◆ Data for this exercise:
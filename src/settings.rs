//! Draw timing profile
//!
//! Every hold and transition duration the phase machine uses, in seconds.
//! Hosts can persist an adjusted profile (slower draws for accessibility,
//! faster ones for demo reels) separately from any other app state.

use serde::{Deserialize, Serialize};

/// Timing profile for one draw cycle.
#[derive(Debug, Clone, Copy, PartialEq, Serialize, Deserialize)]
pub struct Timings {
    // === Drop ===
    /// Hold after the layout flush before the settle sweep starts.
    pub drop_flush_hold: f32,
    /// Per-index stagger between chit settle starts.
    pub drop_stagger: f32,
    /// Settle transition duration.
    pub drop_settle: f32,
    /// Fade-in duration (runs alongside the settle).
    pub drop_fade: f32,
    /// Pause after the last settle finishes.
    pub drop_hold: f32,

    // === Stir ===
    /// Number of stir bursts per cycle.
    pub stir_repetitions: u8,
    /// Time between bursts.
    pub stir_cadence: f32,
    /// Transition duration for each burst's pose writes.
    pub stir_transition: f32,
    /// Pause after the last burst before selection.
    pub stir_hold: f32,

    // === Present ===
    /// Cursor hover above the grab point.
    pub hover_hold: f32,
    /// Cursor resting on the grab point.
    pub touch_hold: f32,
    /// Winner lift transition (and the hold that covers it).
    pub lift: f32,

    // === Reveal / Unreveal ===
    /// Delay between mounting the panel and unfolding it.
    pub reveal_delay: f32,
    /// How long the name stays on display.
    pub reveal_hold: f32,
    /// Panel fold-away duration.
    pub unreveal_fold: f32,
    /// Winner's ease back to neutral.
    pub unreveal_restore: f32,

    // === Vanish ===
    /// Pause after the scatter before the fade.
    pub vanish_lead: f32,
    /// Fade-out transition duration.
    pub vanish_fade: f32,
    /// Hold that covers the fade before the loop restarts.
    pub vanish_tail: f32,
}

impl Default for Timings {
    fn default() -> Self {
        Self {
            drop_flush_hold: 0.1,
            drop_stagger: 0.15,
            drop_settle: 0.9,
            drop_fade: 0.3,
            drop_hold: 0.5,

            stir_repetitions: 5,
            stir_cadence: 0.35,
            stir_transition: 0.4,
            stir_hold: 0.5,

            hover_hold: 0.8,
            touch_hold: 0.4,
            lift: 1.2,

            reveal_delay: 0.1,
            reveal_hold: 3.5,
            unreveal_fold: 0.6,
            unreveal_restore: 0.8,

            vanish_lead: 1.0,
            vanish_fade: 0.5,
            vanish_tail: 0.6,
        }
    }
}

impl Timings {
    /// Total time from the layout flush until the last chit's settle
    /// transition ends.
    pub fn settle_span(&self, chit_count: usize) -> f32 {
        if chit_count == 0 {
            0.0
        } else {
            (chit_count - 1) as f32 * self.drop_stagger + self.drop_settle
        }
    }

    /// Uniformly scaled copy: every duration multiplied by `factor`,
    /// repetition counts untouched. A factor below 1 speeds the draw up.
    pub fn scaled(&self, factor: f32) -> Self {
        Self {
            drop_flush_hold: self.drop_flush_hold * factor,
            drop_stagger: self.drop_stagger * factor,
            drop_settle: self.drop_settle * factor,
            drop_fade: self.drop_fade * factor,
            drop_hold: self.drop_hold * factor,
            stir_repetitions: self.stir_repetitions,
            stir_cadence: self.stir_cadence * factor,
            stir_transition: self.stir_transition * factor,
            stir_hold: self.stir_hold * factor,
            hover_hold: self.hover_hold * factor,
            touch_hold: self.touch_hold * factor,
            lift: self.lift * factor,
            reveal_delay: self.reveal_delay * factor,
            reveal_hold: self.reveal_hold * factor,
            unreveal_fold: self.unreveal_fold * factor,
            unreveal_restore: self.unreveal_restore * factor,
            vanish_lead: self.vanish_lead * factor,
            vanish_fade: self.vanish_fade * factor,
            vanish_tail: self.vanish_tail * factor,
        }
    }

    /// A profile is usable when every duration is finite and non-negative.
    pub fn validate(&self) -> bool {
        [
            self.drop_flush_hold,
            self.drop_stagger,
            self.drop_settle,
            self.drop_fade,
            self.drop_hold,
            self.stir_cadence,
            self.stir_transition,
            self.stir_hold,
            self.hover_hold,
            self.touch_hold,
            self.lift,
            self.reveal_delay,
            self.reveal_hold,
            self.unreveal_fold,
            self.unreveal_restore,
            self.vanish_lead,
            self.vanish_fade,
            self.vanish_tail,
        ]
        .iter()
        .all(|d| d.is_finite() && *d >= 0.0)
    }

    /// LocalStorage key
    const STORAGE_KEY: &'static str = "chit_draw_timings";

    /// Load the profile from LocalStorage (WASM only)
    #[cfg(target_arch = "wasm32")]
    pub fn load() -> Self {
        let storage = web_sys::window()
            .and_then(|w| w.local_storage().ok())
            .flatten();

        if let Some(storage) = storage {
            if let Ok(Some(json)) = storage.get_item(Self::STORAGE_KEY) {
                if let Ok(timings) = serde_json::from_str::<Timings>(&json) {
                    if timings.validate() {
                        log::info!("Loaded timing profile from LocalStorage");
                        return timings;
                    }
                    log::warn!("Stored timing profile is invalid; using defaults");
                }
            }
        }

        log::info!("Using default timing profile");
        Self::default()
    }

    /// Save the profile to LocalStorage (WASM only)
    #[cfg(target_arch = "wasm32")]
    pub fn save(&self) {
        let storage = web_sys::window()
            .and_then(|w| w.local_storage().ok())
            .flatten();

        if let Some(storage) = storage {
            if let Ok(json) = serde_json::to_string(self) {
                let _ = storage.set_item(Self::STORAGE_KEY, &json);
                log::info!("Timing profile saved");
            }
        }
    }

    /// Native stubs
    #[cfg(not(target_arch = "wasm32"))]
    pub fn load() -> Self {
        Self::default()
    }

    #[cfg(not(target_arch = "wasm32"))]
    pub fn save(&self) {
        // No-op for native
    }
}
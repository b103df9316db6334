//! Host-clocked draw choreography
//!
//! All engine logic lives here. This module must stay pure with respect to
//! the render surface:
//! - Surface writes go through `surface::Drawable` only
//! - Time comes from the host-driven `tick`
//! - Randomness comes from the RNG carried in `DrawState`
//! - No platform dependencies

pub mod geometry;
pub mod state;
pub mod tick;

pub use state::{
    ChitVisual, DrawEvent, DrawState, Participant, PhaseKind, SessionState, Step, UnfoldPanel,
};
pub use tick::{set_roster, tick};
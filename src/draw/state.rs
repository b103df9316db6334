//! Draw-cycle state and core types
//!
//! Everything the phase machine carries between ticks lives here. The state
//! is a mirror of what the engine last wrote to the surface, so tests and
//! hosts can inspect the choreography without a render surface attached.

use rand::SeedableRng;
use rand_pcg::Pcg32;
use serde::{Deserialize, Serialize};

use crate::settings::Timings;
use crate::surface::{Pose, Transition};

/// One participant in the draw, by display label.
///
/// Labels are opaque to the engine; their order defines the stable chit
/// index for the duration of a session.
#[derive(Debug, Clone, PartialEq, Eq, Serialize, Deserialize)]
pub struct Participant {
    pub label: String,
}

impl Participant {
    pub fn new(label: impl Into<String>) -> Self {
        Self {
            label: label.into(),
        }
    }
}

/// The fold-out name panel shown while a chit's participant is revealed.
#[derive(Debug, Clone, Copy, Default, PartialEq, Eq, Serialize, Deserialize)]
pub struct UnfoldPanel {
    /// Panel is mounted.
    pub visible: bool,
    /// Panel is in its unfolded pose.
    pub unfolding: bool,
}

/// Mirror of everything the engine last wrote to one chit handle.
#[derive(Debug, Clone, PartialEq, Serialize, Deserialize)]
pub struct ChitVisual {
    pub pose: Pose,
    pub opacity: f32,
    pub transition: Transition,
    /// True only for the winner, only during Present..Unreveal.
    pub revealing: bool,
    pub panel: UnfoldPanel,
}

impl Default for ChitVisual {
    fn default() -> Self {
        Self {
            pose: Pose::NEUTRAL,
            // Chits enter invisible; the Drop phase fades them in
            opacity: 0.0,
            transition: Transition::NONE,
            revealing: false,
            panel: UnfoldPanel::default(),
        }
    }
}

/// The eight phases of one draw cycle, in execution order.
#[derive(Debug, Clone, Copy, PartialEq, Eq, Serialize, Deserialize)]
pub enum PhaseKind {
    /// Chits fall into the bowl and settle.
    Drop,
    /// The bowl is stirred in randomized bursts.
    Stir,
    /// One chit is chosen uniformly at random.
    Select,
    /// The hand reaches in and lifts the winner.
    Present,
    /// The winner's panel unfolds to show the name.
    Reveal,
    /// The panel folds away and the winner returns to the bowl.
    Unreveal,
    /// All chits fan out around the bowl rim.
    Scatter,
    /// Everything fades and recedes before the next cycle.
    Vanish,
}

/// Session lifecycle.
///
/// Replaces a shared boolean lock with an explicit value so the
/// single-flight rule is checkable in isolation from any render surface.
#[derive(Debug, Clone, Copy, PartialEq, Eq, Default, Serialize, Deserialize)]
pub enum SessionState {
    /// No session in flight; `begin_session` may start one.
    #[default]
    Idle,
    /// A session is in flight; `begin_session` is a no-op.
    Running,
    /// Shut down; no session will ever start again.
    Stopped,
}

/// Machine position within the running session.
///
/// Each variant is one timed step; `tick` decrements the embedded hold and
/// performs the next step's writes when it expires. Phases with several
/// sub-steps get one variant per sub-step.
#[derive(Debug, Clone, Copy, PartialEq)]
pub enum Step {
    /// Between sessions (or not running at all).
    Idle,
    /// Drop entry writes done, holding for the layout flush.
    DropFlush { hold: f32 },
    /// Staggered settle sweep across chit indices.
    DropSettle { elapsed: f32, fired: usize },
    /// Post-settle pause before stirring.
    DropHold { hold: f32 },
    /// Stir bursts remaining and time to the next one.
    StirSpin { remaining: u8, hold: f32 },
    /// Post-stir pause before selection.
    StirHold { hold: f32 },
    /// Cursor hovering above the winner.
    PresentHover { hold: f32 },
    /// Cursor touching down on the winner.
    PresentTouch { hold: f32 },
    /// Winner lifting out of the bowl.
    PresentLift { hold: f32 },
    /// Panel mounted, waiting to unfold.
    RevealOpen { hold: f32 },
    /// Name on display.
    RevealHold { hold: f32 },
    /// Panel folding away.
    UnrevealFold { hold: f32 },
    /// Pause before the vanish fade.
    VanishLead { hold: f32 },
    /// Fade-out in flight.
    VanishFade { hold: f32 },
}

impl Default for Step {
    fn default() -> Self {
        Self::Idle
    }
}

/// Observable engine events, drained by the host.
///
/// Decorative only: `WinnerChosen` reports the animated pick, never an
/// authoritative payout decision.
#[derive(Debug, Clone, Copy, PartialEq, Eq)]
pub enum DrawEvent {
    /// A new cycle is about to enter Drop.
    SessionStarted,
    /// A phase's entry writes were just issued.
    PhaseStarted(PhaseKind),
    /// Select picked this chit index.
    WinnerChosen { chit: usize },
    /// Select found no present chits; the cycle ended early.
    SessionAborted,
    /// Vanish finished; the loop restarts unless shut down.
    SessionCompleted,
    /// Shutdown took effect; no further sessions.
    Stopped,
}

/// Complete engine state driven by [`tick`](crate::draw::tick::tick).
#[derive(Debug)]
pub struct DrawState {
    /// Roster, in draw order. Index = chit index.
    pub participants: Vec<Participant>,
    /// Visual mirror, one entry per participant.
    pub chits: Vec<ChitVisual>,
    /// Session lifecycle value (the single-flight guard).
    pub session: SessionState,
    /// Position within the running session.
    pub step: Step,
    /// Winner of the current cycle, set at Select.
    pub winner: Option<usize>,
    /// Timing profile for every hold and transition.
    pub timings: Timings,
    /// Accumulated engine time, for logging.
    pub time: f64,
    /// Cursor target computed at Present entry (scene-relative).
    pub(crate) cursor_target: glam::Vec2,
    pub(crate) shutdown_requested: bool,
    pub(crate) rng: Pcg32,
    events: Vec<DrawEvent>,
}

impl DrawState {
    /// New engine state with an entropy-seeded RNG and an empty roster.
    pub fn new(timings: Timings) -> Self {
        Self::from_rng(timings, Pcg32::from_rng(&mut rand::rng()))
    }

    /// New engine state with a fixed seed (deterministic, for tests).
    pub fn with_seed(timings: Timings, seed: u64) -> Self {
        Self::from_rng(timings, Pcg32::seed_from_u64(seed))
    }

    fn from_rng(timings: Timings, rng: Pcg32) -> Self {
        Self {
            participants: Vec::new(),
            chits: Vec::new(),
            session: SessionState::Idle,
            step: Step::Idle,
            winner: None,
            timings,
            time: 0.0,
            cursor_target: glam::Vec2::ZERO,
            shutdown_requested: false,
            rng,
            events: Vec::new(),
        }
    }

    /// Replace the roster. The visual mirror is resized to match: the first
    /// `min(old, new)` entries are reused, stale entries are dropped, new
    /// entries start at the default (invisible) visual.
    ///
    /// The surface registry is resized separately; hosts normally go through
    /// [`set_roster`](crate::draw::tick::set_roster) which does both.
    pub fn set_participants(&mut self, participants: Vec<Participant>) {
        self.chits
            .resize_with(participants.len(), ChitVisual::default);
        self.participants = participants;
    }

    /// Start a session if none is in flight.
    ///
    /// Returns `true` if a session actually started. While one is running
    /// (or after shutdown) this is a no-op returning `false`, which is what
    /// makes rapid repeated calls safe.
    pub fn begin_session(&mut self) -> bool {
        match self.session {
            SessionState::Idle => {
                self.session = SessionState::Running;
                true
            }
            SessionState::Running | SessionState::Stopped => false,
        }
    }

    /// Request shutdown. An in-flight step runs to completion; the machine
    /// stops at the next phase boundary instead of entering the next phase,
    /// and no further session will start.
    pub fn request_shutdown(&mut self) {
        self.shutdown_requested = true;
        if self.session == SessionState::Idle {
            self.session = SessionState::Stopped;
            self.push_event(DrawEvent::Stopped);
        }
    }

    /// Number of chits currently marked revealing (invariant: 0 or 1).
    pub fn revealing_count(&self) -> usize {
        self.chits.iter().filter(|c| c.revealing).count()
    }

    /// Display label of the current winner, if one is chosen.
    pub fn winner_label(&self) -> Option<&str> {
        self.winner
            .and_then(|i| self.participants.get(i))
            .map(|p| p.label.as_str())
    }

    /// Take all events recorded since the last drain, in order.
    pub fn drain_events(&mut self) -> Vec<DrawEvent> {
        std::mem::take(&mut self.events)
    }

    pub(crate) fn push_event(&mut self, event: DrawEvent) {
        self.events.push(event);
    }
}

#[cfg(test)]
mod tests {
    use super::*;

    #[test]
    fn test_begin_session_single_flight() {
        let mut state = DrawState::with_seed(Timings::default(), 7);
        assert!(state.begin_session());
        assert_eq!(state.session, SessionState::Running);

        // Rapid re-entry while running is a no-op
        assert!(!state.begin_session());
        assert!(!state.begin_session());
        assert_eq!(state.session, SessionState::Running);
    }

    #[test]
    fn test_shutdown_while_idle_stops_immediately() {
        let mut state = DrawState::with_seed(Timings::default(), 7);
        state.request_shutdown();
        assert_eq!(state.session, SessionState::Stopped);
        assert!(!state.begin_session());
        assert_eq!(state.drain_events(), vec![DrawEvent::Stopped]);
    }

    #[test]
    fn test_set_participants_resizes_mirror() {
        let mut state = DrawState::with_seed(Timings::default(), 7);
        state.set_participants(vec![
            Participant::new("Amal"),
            Participant::new("Bhagya"),
            Participant::new("Chamara"),
        ]);
        assert_eq!(state.chits.len(), 3);

        state.chits[0].opacity = 1.0;
        state.set_participants(vec![Participant::new("Amal"), Participant::new("Bhagya")]);
        assert_eq!(state.chits.len(), 2);
        // Reused prefix keeps its visual state
        assert_eq!(state.chits[0].opacity, 1.0);

        state.set_participants(
            ["Amal", "Bhagya", "Chamara", "Dilini"]
                .map(Participant::new)
                .to_vec(),
        );
        assert_eq!(state.chits.len(), 4);
        assert_eq!(state.chits[3].opacity, 0.0);
    }

    #[test]
    fn test_winner_label_lookup() {
        let mut state = DrawState::with_seed(Timings::default(), 7);
        state.set_participants(vec![Participant::new("Amal"), Participant::new("Bhagya")]);
        assert_eq!(state.winner_label(), None);
        state.winner = Some(1);
        assert_eq!(state.winner_label(), Some("Bhagya"));
        // Stale index after a shrink resolves to nothing
        state.set_participants(vec![Participant::new("Amal")]);
        state.winner = Some(1);
        assert_eq!(state.winner_label(), None);
    }
}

◆ Task objective:
Retype every line of the listing, word for word, from its opening line to the line that holds "bursts per cycle.", and include that last line too.

◆ Answer for the task:
filename src/settings.rs
//! Draw timing profile
//!
//! Every hold and transition duration the phase machine uses, in seconds.
//! Hosts can persist an adjusted profile (slower draws for accessibility,
//! faster ones for demo reels) separately from any other app state.

use serde::{Deserialize, Serialize};

/// Timing profile for one draw cycle.
#[derive(Debug, Clone, Copy, PartialEq, Serialize, Deserialize)]
pub struct Timings {
    // === Drop ===
    /// Hold after the layout flush before the settle sweep starts.
    pub drop_flush_hold: f32,
    /// Per-index stagger between chit settle starts.
    pub drop_stagger: f32,
    /// Settle transition duration.
    pub drop_settle: f32,
    /// Fade-in duration (runs alongside the settle).
    pub drop_fade: f32,
    /// Pause after the last settle finishes.
    pub drop_hold: f32,

    // === Stir ===
    /// Number of stir bursts per cycle.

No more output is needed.